We've played it a few times now, each time exploring a bit more of the game's design space. With this game, though, we decided to try a scenario. It occurred to me that the default mode of play for TD&TD (scavengers looting a battlefield) is a perfect way to game STALKER (that peculiar, post-apocalyptic video game that is just ripe with tabletop possibilities). Here's the setup for our scenario:
I schlepped a plastic tub full of terrain (plus my gorgeous Zuzzy mat) up to Games Plus and set up a compact little 3x3 foot tabletop battlefield. In the center was a sprawling industrial complex (terrain created by fellow club member Karl) around which were strewn six objective markers. Our task was to explore and secure these objective markers -- but a random encounter table meant that each objective could hold both plunder and terror in (un)equal parts. Here are a couple:
Josh and I deployed on opposite table edges. He fielded his Wreck-Age Reclaimers, and I was trying out my newly painted Russian scavengers from Lead Adventure Miniatures.
Each figure in my crew has his own name -- written in Russian, of course. Here are Igor and Pavel gearing up to explore the zone.
As the game began, Josh advanced his Reclaimers and seized the first objective. One lousy encounter roll later, he found himself surrounding by fleshy, wet, glistening mutants, the result of some experiment gone terribly awry.
Not to be outdone, Volodya the Russian scavenger poked around a heap of abandoned equipment and drew the ire of a pack of mutants as well, eager to devour his flesh.
At this point, we realized that the scenario could really benefit from a gamemaster. Combat in TD&TD consists of a series of opposed rolls, so it was really a lot of extra work to basically insert a third faction (the mutants) into the gameplay without a third player to roll the dice and move the mans.
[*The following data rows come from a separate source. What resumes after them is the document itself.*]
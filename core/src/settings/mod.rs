//! Process-wide key/value settings store.
//!
//! One redb database holds a single `settings` table mapping a string key to
//! raw bytes. The reference store keeps its bookmark list under
//! [`STORED_ITEMS_KEY`]; maintenance bookkeeping lives under a JSON entry.

use crate::settings::error::SettingsError;
use crate::types::{Bookmark, MaintenanceMetadata};
use redb::{ReadableDatabase, TableDefinition};
use std::path::Path;

pub mod error {
    use thiserror::Error;

    #[derive(Debug, Error)]
    pub enum SettingsError {
        #[error("Database error: {0}")]
        Redb(#[from] redb::DatabaseError),

        #[error("Table error: {0}")]
        TableError(#[from] redb::TableError),

        #[error("Storage error: {0}")]
        StorageError(#[from] redb::StorageError),

        #[error("Transaction error: {0}")]
        TransactionError(#[from] redb::TransactionError),

        #[error("Commit error: {0}")]
        CommitError(#[from] redb::CommitError),

        #[error("IO error: {0}")]
        Io(#[from] std::io::Error),

        #[error("Metadata error: {0}")]
        Metadata(#[from] serde_json::Error),

        #[error("Encoding error: {0}")]
        Encoding(#[from] postcard::Error),

        #[error("Unsupported format version: {0}")]
        UnsupportedVersion(u8),

        #[error("Empty value")]
        Empty,
    }
}

/// Settings table: &str → raw bytes
const SETTINGS_TABLE: TableDefinition<&str, &[u8]> = TableDefinition::new("settings");

/// Key under which the ordered bookmark list is persisted.
pub const STORED_ITEMS_KEY: &str = "StoredItems";

/// Key for maintenance tracking (JSON).
const MAINTENANCE_KEY: &str = "maintenance";

/// Leading byte of the persisted bookmark list.
const BOOKMARK_LIST_VERSION: u8 = 1;

pub struct SettingsStore {
    db: redb::Database,
}

impl SettingsStore {
    /// Creates or opens the settings database at `path`.
    pub fn open(path: &Path) -> Result<Self, SettingsError> {
        if let Some(parent) = path.parent() {
            std::fs::create_dir_all(parent)?;
        }

        let db = redb::Database::create(path)?;

        let write_txn = db.begin_write()?;
        {
            let _ = write_txn.open_table(SETTINGS_TABLE)?;
        }
        write_txn.commit()?;

        Ok(Self { db })
    }
}

/// Raw access.
impl SettingsStore {
    pub fn get(&self, key: &str) -> Result<Option<Vec<u8>>, SettingsError> {
        let read_txn = self.db.begin_read()?;
        let table = read_txn.open_table(SETTINGS_TABLE)?;

        Ok(table.get(key)?.map(|guard| guard.value().to_vec()))
    }

    pub fn set(&mut self, key: &str, value: &[u8]) -> Result<(), SettingsError> {
        let write_txn = self.db.begin_write()?;
        {
            let mut table = write_txn.open_table(SETTINGS_TABLE)?;
            table.insert(key, value)?;
        }
        write_txn.commit()?;
        Ok(())
    }

    /// Returns `true` if the key was present.
    pub fn remove(&mut self, key: &str) -> Result<bool, SettingsError> {
        let write_txn = self.db.begin_write()?;
        let existed;
        {
            let mut table = write_txn.open_table(SETTINGS_TABLE)?;
            existed = table.remove(key)?.is_some();
        }
        write_txn.commit()?;
        Ok(existed)
    }
}

/// Bookmark list.
impl SettingsStore {
    /// Returns the persisted bookmarks in list order. An absent key is an empty list.
    pub fn bookmarks(&self) -> Result<Vec<Bookmark>, SettingsError> {
        match self.get(STORED_ITEMS_KEY)? {
            None => Ok(Vec::new()),
            Some(bytes) => decode_bookmarks(&bytes),
        }
    }

    /// Replaces the persisted bookmark list, preserving slice order.
    pub fn set_bookmarks(&mut self, bookmarks: &[Bookmark]) -> Result<(), SettingsError> {
        let bytes = encode_bookmarks(bookmarks)?;
        self.set(STORED_ITEMS_KEY, &bytes)
    }
}

fn encode_bookmarks(bookmarks: &[Bookmark]) -> Result<Vec<u8>, SettingsError> {
    Ok(postcard::to_extend(&bookmarks, vec![BOOKMARK_LIST_VERSION])?)
}

fn decode_bookmarks(bytes: &[u8]) -> Result<Vec<Bookmark>, SettingsError> {
    let (version, data) = bytes.split_first().ok_or(SettingsError::Empty)?;
    match *version {
        BOOKMARK_LIST_VERSION => Ok(postcard::from_bytes(data)?),
        version => Err(SettingsError::UnsupportedVersion(version)),
    }
}

/// Maintenance metadata.
impl SettingsStore {
    /// Returns stored maintenance metadata, or the default when none was written yet.
    pub fn maintenance(&self) -> Result<MaintenanceMetadata, SettingsError> {
        match self.get(MAINTENANCE_KEY)? {
            None => Ok(MaintenanceMetadata::default()),
            Some(bytes) => Ok(serde_json::from_slice(&bytes)?),
        }
    }

    pub fn set_maintenance(&mut self, metadata: &MaintenanceMetadata) -> Result<(), SettingsError> {
        let json = serde_json::to_vec(metadata)?;
        self.set(MAINTENANCE_KEY, &json)
    }
}

#[cfg(test)]
mod tests;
I would finish my turn, then play the zombies while they attacked Josh, then he would play the other zombies while they attacked me, etc. Just a lot of dice rolling. Not a shortcoming of the game, more like an oversight in the scenario.
Anyway, back to the action. Seeing that Volodya was in trouble, Zhenya unlimbered his double-barreled shotgun and waded into the fray, peppering the mutants with buckshot.
While I occupied myself fighting off the mutant incursion, Josh was busy securing objectives. We rolled randomly to see how loot and mutants each objective would contain, and the dice were definitely in his favor. Here is an objective that spat out one measly mutant while accounting for a huge chunk of victory points.
Meanwhile, my guys were having trouble securing even one objective.
Eventually we got close enough to begin exchanging fire with each other (in spite of the mutants). The end came when the Reclaimers caught Igor, the leader of my crew, all alone out in the open. He was trying to jimmy the lock on these computer cores and didn't even see the Reclaimers coming. Oh well!
But it was all in good fun, since Josh and I had a fun game of The Dogs & The Dust. This was something of a milestone for me, as it was my first regular game night since becoming a father three months ago. It was great to get back in the saddle! You'll see more of me on the blog, too.